//! Drives a batch iterator into a row receiver.

use tokio::sync::oneshot;

use quarry_common::{QuarryError, QuarryResult};
use quarry_data::{BatchIterator, KillSwitch};

use super::{ReceiverResult, ResumeHandle, RowReceiver};

/// How a [`drive`] call ended without an error.
#[derive(Debug, Clone, Copy, PartialEq, Eq)]
pub enum DriveOutcome {
    /// Every row was delivered.
    Finished,
    /// The receiver answered [`ReceiverResult::Stop`], or dropped the resume
    /// handle of a pause.
    Stopped,
}

/// Pulls every row out of `iterator` and pushes it into `receiver`.
///
/// - A pause suspends the task until the receiver resumes it.
/// - `batch_finished` is signalled before every batch load.
/// - A kill through `kill_switch` fails an outstanding load or pause right
///   away and is checked before every row.
///
/// The iterator is closed on success and killed on failure; the receiver
/// gets exactly one terminal signal either way.
pub async fn drive<B>(
    iterator: &mut B,
    receiver: &dyn RowReceiver,
    kill_switch: &KillSwitch,
) -> QuarryResult<DriveOutcome>
where
    B: BatchIterator + ?Sized,
{
    match pump(iterator, receiver, kill_switch).await {
        Ok(outcome) => {
            iterator.close();
            receiver.all_finished(outcome == DriveOutcome::Stopped);
            Ok(outcome)
        }
        Err(Failure::Killed(cause)) => {
            tracing::debug!("drive killed: {}", cause);
            iterator.kill(cause.clone());
            receiver.kill(cause.clone());
            Err(cause)
        }
        Err(Failure::Failed(cause)) => {
            tracing::debug!("drive failed: {}", cause);
            iterator.kill(cause.clone());
            receiver.fail(cause.clone());
            Err(cause)
        }
    }
}

enum Failure {
    Killed(QuarryError),
    Failed(QuarryError),
}

async fn pump<B>(
    iterator: &mut B,
    receiver: &dyn RowReceiver,
    kill_switch: &KillSwitch,
) -> Result<DriveOutcome, Failure>
where
    B: BatchIterator + ?Sized,
{
    loop {
        if let Some(cause) = kill_switch.cause() {
            return Err(Failure::Killed(cause));
        }
        if !iterator.move_next().map_err(Failure::Failed)? {
            if iterator.all_loaded() {
                return Ok(DriveOutcome::Finished);
            }
            receiver.batch_finished();
            let load = iterator.load_next_batch();
            tokio::select! {
                loaded = load => loaded.map_err(Failure::Failed)?,
                cause = kill_switch.killed() => return Err(Failure::Killed(cause)),
            }
            continue;
        }

        let signal = {
            let row = iterator.current_element().map_err(Failure::Failed)?;
            receiver.set_next_row(row)
        };
        match signal {
            ReceiverResult::Continue => {}
            ReceiverResult::Stop => return Ok(DriveOutcome::Stopped),
            ReceiverResult::Pause => {
                let (tx, rx) = oneshot::channel();
                receiver.pause_processed(ResumeHandle::new(move |_| {
                    let _ = tx.send(());
                }));
                tokio::select! {
                    resumed = rx => {
                        if resumed.is_err() {
                            tracing::debug!("resume handle dropped, stopping");
                            return Ok(DriveOutcome::Stopped);
                        }
                    }
                    cause = kill_switch.killed() => return Err(Failure::Killed(cause)),
                }
            }
        }
    }
}

#[cfg(test)]
mod tests {
    use super::*;
    use crate::receiver::CollectingRowReceiver;
    use quarry_data::batch::BucketBatchIterator;
    use quarry_data::testing::{range, rows_of, BatchSimulatingIterator};
    use quarry_data::OwnedRow;
    use quarry_data::Value;
    use std::sync::Arc;
    use std::time::Duration;

    #[tokio::test]
    async fn test_drive_delivers_all_rows_across_batches() {
        let mut it = BatchSimulatingIterator::new(range(0, 5), 2);
        let receiver = CollectingRowReceiver::new();
        let outcome = drive(&mut it, &receiver, &KillSwitch::new()).await.unwrap();

        assert_eq!(outcome, DriveOutcome::Finished);
        assert_eq!(receiver.rows(), rows_of(&[&[0], &[1], &[2], &[3], &[4]]));
        assert_eq!(receiver.batches_finished(), 2);
        assert_eq!(receiver.completion().try_get(), Some(Ok(())));
    }

    #[tokio::test]
    async fn test_pause_suspends_until_resumed() {
        let receiver = Arc::new(CollectingRowReceiver::with_pause_every(2));
        let task = {
            let receiver = Arc::clone(&receiver);
            tokio::spawn(async move {
                let mut it = range(0, 5);
                drive(&mut it, receiver.as_ref(), &KillSwitch::new()).await
            })
        };

        let mut expected_rows = 2;
        while !task.is_finished() {
            if receiver.is_paused() {
                assert_eq!(receiver.num_rows(), expected_rows);
                expected_rows += 2;
                receiver.resume(true);
            }
            tokio::time::sleep(Duration::from_millis(1)).await;
        }
        assert_eq!(task.await.unwrap().unwrap(), DriveOutcome::Finished);
        assert_eq!(receiver.rows(), rows_of(&[&[0], &[1], &[2], &[3], &[4]]));
    }

    #[tokio::test]
    async fn test_stop_closes_and_finishes_interrupted() {
        let mut it = range(0, 5);
        let receiver = CollectingRowReceiver::new();
        receiver.stop();
        let outcome = drive(&mut it, &receiver, &KillSwitch::new()).await.unwrap();
        assert_eq!(outcome, DriveOutcome::Stopped);
        assert_eq!(receiver.num_rows(), 0);
        assert!(it.move_next().is_err(), "iterator must be closed");
    }

    #[tokio::test]
    async fn test_kill_fails_pending_load() {
        let (mut it, feeder) = BucketBatchIterator::new(1);
        feeder.set_bucket(vec![OwnedRow::new(vec![Value::Int(1)])], false);
        let receiver = CollectingRowReceiver::new();
        let kill_switch = KillSwitch::new();

        let killer = kill_switch.clone();
        tokio::spawn(async move {
            tokio::time::sleep(Duration::from_millis(10)).await;
            killer.kill(QuarryError::JobKilled);
        });

        let err = drive(&mut it, &receiver, &kill_switch).await.unwrap_err();
        assert_eq!(err, QuarryError::JobKilled);
        assert_eq!(receiver.num_rows(), 1);
        assert_eq!(
            receiver.completion().try_get(),
            Some(Err(QuarryError::JobKilled))
        );
        assert_eq!(feeder.remaining_upstreams(), 1);
    }

    #[tokio::test]
    async fn test_iterator_failure_reaches_receiver() {
        let (mut it, feeder) = BucketBatchIterator::new(1);
        feeder.fail(QuarryError::internal("disk"));
        let receiver = CollectingRowReceiver::new();
        let err = drive(&mut it, &receiver, &KillSwitch::new()).await.unwrap_err();
        assert_eq!(err, QuarryError::internal("disk"));
        assert_eq!(receiver.completion().try_get(), Some(Err(err)));
    }
}
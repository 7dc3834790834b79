//! Quarry Performance Benchmarks
//!
//! This crate contains benchmarks for the execution core:
//! - Join strategies (nested loop, block nested loop, hash, sorted merge)
//!
//! Run benchmarks with:
//! ```bash
//! cargo bench -p quarry-bench
//! ```

pub mod utils;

##############################

▸ **What the exercise asks**
For this task, copy every line of the material in which "disk" appears.

▸ **Written answer**
        feeder.fail(QuarryError::internal("disk"));
        assert_eq!(err, QuarryError::internal("disk"));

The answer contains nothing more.